## [Task]
Look through the listing and locate every line containing the word "impl"; copy those lines.

------

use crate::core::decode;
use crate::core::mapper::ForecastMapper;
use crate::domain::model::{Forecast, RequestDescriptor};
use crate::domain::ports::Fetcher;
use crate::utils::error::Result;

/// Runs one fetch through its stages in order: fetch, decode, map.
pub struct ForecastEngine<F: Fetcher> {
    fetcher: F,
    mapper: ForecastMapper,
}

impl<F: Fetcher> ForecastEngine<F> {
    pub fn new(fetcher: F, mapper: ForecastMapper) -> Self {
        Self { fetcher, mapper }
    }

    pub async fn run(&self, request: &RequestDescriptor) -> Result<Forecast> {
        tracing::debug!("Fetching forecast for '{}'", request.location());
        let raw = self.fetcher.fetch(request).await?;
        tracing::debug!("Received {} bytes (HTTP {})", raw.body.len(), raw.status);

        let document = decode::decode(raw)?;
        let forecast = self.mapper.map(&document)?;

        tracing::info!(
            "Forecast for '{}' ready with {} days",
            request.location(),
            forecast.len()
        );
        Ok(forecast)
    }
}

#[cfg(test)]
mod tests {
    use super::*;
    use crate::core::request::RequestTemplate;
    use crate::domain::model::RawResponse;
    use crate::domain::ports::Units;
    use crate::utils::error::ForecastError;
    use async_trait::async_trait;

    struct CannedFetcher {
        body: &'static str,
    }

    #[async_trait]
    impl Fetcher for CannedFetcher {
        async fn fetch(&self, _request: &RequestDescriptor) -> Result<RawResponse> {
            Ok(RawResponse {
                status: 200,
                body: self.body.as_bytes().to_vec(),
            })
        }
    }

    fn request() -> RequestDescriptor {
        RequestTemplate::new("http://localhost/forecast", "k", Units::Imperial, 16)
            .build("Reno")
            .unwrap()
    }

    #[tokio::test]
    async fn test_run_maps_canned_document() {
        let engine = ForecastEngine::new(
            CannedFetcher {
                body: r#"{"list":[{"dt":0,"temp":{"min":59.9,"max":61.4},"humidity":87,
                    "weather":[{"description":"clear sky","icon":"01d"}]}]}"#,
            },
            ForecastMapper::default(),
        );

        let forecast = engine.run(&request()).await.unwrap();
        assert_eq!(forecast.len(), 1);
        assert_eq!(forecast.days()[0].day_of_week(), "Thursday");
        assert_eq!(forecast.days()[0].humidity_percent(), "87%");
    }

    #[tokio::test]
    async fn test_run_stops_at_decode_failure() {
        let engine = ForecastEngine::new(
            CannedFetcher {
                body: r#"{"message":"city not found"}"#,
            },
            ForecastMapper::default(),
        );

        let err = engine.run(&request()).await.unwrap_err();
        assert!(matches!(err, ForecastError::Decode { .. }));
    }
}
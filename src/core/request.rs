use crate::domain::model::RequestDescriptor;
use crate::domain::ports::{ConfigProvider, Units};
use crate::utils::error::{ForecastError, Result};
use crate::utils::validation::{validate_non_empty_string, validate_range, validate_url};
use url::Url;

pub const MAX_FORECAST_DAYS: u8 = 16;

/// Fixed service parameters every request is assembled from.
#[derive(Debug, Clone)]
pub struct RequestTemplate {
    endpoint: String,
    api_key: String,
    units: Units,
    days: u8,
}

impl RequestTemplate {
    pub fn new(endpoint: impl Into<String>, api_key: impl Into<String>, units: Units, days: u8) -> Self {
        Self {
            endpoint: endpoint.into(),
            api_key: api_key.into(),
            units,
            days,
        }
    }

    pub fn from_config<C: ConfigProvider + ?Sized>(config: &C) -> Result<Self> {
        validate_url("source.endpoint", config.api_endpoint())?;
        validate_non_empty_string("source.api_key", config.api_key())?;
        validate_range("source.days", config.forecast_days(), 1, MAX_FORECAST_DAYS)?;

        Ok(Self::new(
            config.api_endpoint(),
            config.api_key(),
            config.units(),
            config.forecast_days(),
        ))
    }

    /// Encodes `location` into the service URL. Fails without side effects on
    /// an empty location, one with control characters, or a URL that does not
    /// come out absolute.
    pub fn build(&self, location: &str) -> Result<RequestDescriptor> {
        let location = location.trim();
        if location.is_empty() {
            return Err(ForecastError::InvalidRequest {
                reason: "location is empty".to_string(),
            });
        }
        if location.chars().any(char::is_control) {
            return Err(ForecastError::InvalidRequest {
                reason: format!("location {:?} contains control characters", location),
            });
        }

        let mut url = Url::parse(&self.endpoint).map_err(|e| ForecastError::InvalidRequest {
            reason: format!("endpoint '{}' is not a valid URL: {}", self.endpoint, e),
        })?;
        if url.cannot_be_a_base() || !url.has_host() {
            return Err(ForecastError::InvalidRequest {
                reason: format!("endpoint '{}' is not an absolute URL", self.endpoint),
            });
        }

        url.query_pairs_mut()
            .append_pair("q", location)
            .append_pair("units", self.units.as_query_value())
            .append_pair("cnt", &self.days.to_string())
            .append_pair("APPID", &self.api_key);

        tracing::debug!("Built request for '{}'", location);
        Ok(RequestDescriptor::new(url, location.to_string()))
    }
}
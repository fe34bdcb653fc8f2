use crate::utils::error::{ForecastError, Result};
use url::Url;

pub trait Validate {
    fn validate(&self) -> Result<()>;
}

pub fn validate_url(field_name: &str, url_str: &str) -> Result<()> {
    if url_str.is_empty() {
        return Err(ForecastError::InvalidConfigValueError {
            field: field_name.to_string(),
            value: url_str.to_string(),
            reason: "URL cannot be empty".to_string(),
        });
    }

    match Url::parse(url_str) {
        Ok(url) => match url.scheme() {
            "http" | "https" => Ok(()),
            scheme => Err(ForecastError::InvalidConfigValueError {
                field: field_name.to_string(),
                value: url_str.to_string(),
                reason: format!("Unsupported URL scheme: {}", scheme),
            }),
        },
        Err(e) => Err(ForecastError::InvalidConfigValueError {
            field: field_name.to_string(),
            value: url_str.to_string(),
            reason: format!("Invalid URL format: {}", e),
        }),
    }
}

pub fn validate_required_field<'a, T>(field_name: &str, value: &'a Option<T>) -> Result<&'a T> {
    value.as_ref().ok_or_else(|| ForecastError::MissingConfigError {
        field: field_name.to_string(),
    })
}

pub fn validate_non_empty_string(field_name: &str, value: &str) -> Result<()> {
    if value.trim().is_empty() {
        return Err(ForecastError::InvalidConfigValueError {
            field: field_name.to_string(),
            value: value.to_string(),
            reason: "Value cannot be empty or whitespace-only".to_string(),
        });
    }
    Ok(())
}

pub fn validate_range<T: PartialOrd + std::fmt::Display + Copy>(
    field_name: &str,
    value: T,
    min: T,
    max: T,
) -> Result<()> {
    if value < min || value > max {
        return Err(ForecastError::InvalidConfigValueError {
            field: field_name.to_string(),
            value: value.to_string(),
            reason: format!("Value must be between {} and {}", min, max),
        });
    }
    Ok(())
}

------

## [Result of this exercise]
impl<F: Fetcher> ForecastEngine<F> {
    impl Fetcher for CannedFetcher {
impl RequestTemplate {
    pub fn new(endpoint: impl Into<String>, api_key: impl Into<String>, units: Units, days: u8) -> Self {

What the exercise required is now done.